Work instruction
Your answer should reproduce every line of the material in which the word "statements" occurs.
== Data in this exercise
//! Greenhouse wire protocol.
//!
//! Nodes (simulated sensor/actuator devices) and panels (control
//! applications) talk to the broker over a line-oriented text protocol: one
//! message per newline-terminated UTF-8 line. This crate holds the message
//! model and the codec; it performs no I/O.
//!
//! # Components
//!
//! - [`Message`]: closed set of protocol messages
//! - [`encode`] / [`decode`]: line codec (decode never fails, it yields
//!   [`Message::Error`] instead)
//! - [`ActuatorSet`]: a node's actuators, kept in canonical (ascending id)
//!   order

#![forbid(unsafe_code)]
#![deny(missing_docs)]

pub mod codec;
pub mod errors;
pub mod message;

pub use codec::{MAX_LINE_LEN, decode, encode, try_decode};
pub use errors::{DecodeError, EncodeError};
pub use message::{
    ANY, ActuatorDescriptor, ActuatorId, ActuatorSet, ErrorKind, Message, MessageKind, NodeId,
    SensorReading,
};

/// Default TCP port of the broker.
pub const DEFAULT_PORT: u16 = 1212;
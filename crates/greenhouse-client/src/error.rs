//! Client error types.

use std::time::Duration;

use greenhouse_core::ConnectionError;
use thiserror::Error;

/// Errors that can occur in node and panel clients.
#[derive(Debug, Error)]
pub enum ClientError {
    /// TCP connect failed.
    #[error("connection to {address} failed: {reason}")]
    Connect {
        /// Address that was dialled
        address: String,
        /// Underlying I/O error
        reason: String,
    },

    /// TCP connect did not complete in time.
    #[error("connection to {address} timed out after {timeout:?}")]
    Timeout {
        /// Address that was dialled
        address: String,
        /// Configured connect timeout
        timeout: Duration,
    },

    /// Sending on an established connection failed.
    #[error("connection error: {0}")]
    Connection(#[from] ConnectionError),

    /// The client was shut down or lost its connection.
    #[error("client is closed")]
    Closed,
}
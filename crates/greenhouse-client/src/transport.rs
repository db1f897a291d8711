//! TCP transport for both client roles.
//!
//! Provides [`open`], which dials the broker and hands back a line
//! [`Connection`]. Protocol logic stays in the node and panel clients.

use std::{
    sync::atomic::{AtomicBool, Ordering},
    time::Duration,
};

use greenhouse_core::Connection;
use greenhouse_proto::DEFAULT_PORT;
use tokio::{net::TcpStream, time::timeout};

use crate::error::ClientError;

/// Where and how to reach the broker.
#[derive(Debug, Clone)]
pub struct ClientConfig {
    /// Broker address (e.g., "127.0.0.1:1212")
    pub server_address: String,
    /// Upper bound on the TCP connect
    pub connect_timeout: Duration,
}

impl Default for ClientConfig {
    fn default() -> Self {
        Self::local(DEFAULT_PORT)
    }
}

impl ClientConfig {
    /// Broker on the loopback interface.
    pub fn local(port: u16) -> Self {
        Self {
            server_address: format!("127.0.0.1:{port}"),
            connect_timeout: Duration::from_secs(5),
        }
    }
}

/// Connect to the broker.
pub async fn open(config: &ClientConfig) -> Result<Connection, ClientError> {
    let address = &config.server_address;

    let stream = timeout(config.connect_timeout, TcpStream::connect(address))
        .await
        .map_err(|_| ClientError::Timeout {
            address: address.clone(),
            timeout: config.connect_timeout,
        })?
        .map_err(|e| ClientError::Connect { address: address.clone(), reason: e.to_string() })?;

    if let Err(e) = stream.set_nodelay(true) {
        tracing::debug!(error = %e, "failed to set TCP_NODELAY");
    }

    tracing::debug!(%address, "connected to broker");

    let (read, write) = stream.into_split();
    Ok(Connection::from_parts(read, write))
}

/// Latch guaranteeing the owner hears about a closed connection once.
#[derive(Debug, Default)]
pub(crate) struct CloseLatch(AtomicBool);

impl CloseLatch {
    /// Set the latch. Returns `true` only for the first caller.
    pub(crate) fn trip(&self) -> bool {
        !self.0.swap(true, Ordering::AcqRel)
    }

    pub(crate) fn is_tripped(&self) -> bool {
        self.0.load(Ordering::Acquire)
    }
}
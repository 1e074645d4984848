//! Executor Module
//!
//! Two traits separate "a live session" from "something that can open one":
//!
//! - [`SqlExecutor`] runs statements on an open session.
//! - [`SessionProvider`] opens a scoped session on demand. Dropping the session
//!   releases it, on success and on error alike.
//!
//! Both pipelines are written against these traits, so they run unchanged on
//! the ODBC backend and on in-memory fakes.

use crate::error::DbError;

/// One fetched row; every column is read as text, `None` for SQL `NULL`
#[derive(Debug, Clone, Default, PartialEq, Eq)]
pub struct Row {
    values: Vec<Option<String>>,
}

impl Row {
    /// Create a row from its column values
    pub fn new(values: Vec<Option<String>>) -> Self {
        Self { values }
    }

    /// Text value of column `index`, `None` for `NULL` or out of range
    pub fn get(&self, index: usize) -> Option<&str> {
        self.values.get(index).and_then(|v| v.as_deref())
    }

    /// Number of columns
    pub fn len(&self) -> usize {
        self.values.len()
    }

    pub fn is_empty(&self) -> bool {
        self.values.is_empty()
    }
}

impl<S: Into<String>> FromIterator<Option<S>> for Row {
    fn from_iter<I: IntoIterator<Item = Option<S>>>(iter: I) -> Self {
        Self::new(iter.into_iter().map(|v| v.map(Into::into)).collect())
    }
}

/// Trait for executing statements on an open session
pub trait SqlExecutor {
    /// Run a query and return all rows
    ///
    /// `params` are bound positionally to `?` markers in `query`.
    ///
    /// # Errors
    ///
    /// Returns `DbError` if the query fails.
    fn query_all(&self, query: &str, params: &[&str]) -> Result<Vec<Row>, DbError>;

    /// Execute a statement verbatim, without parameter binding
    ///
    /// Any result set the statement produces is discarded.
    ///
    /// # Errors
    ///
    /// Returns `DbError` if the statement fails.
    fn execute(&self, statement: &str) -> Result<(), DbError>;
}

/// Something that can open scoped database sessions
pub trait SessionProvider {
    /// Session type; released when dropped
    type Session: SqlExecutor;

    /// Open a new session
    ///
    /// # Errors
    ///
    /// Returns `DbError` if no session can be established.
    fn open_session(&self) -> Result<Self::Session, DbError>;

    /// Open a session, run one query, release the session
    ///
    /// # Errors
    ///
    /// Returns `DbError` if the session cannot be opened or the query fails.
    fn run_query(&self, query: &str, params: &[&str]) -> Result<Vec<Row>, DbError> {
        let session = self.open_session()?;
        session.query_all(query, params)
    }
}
====
Reply to the task
//! - [`SqlExecutor`] runs statements on an open session.
/// Trait for executing statements on an open session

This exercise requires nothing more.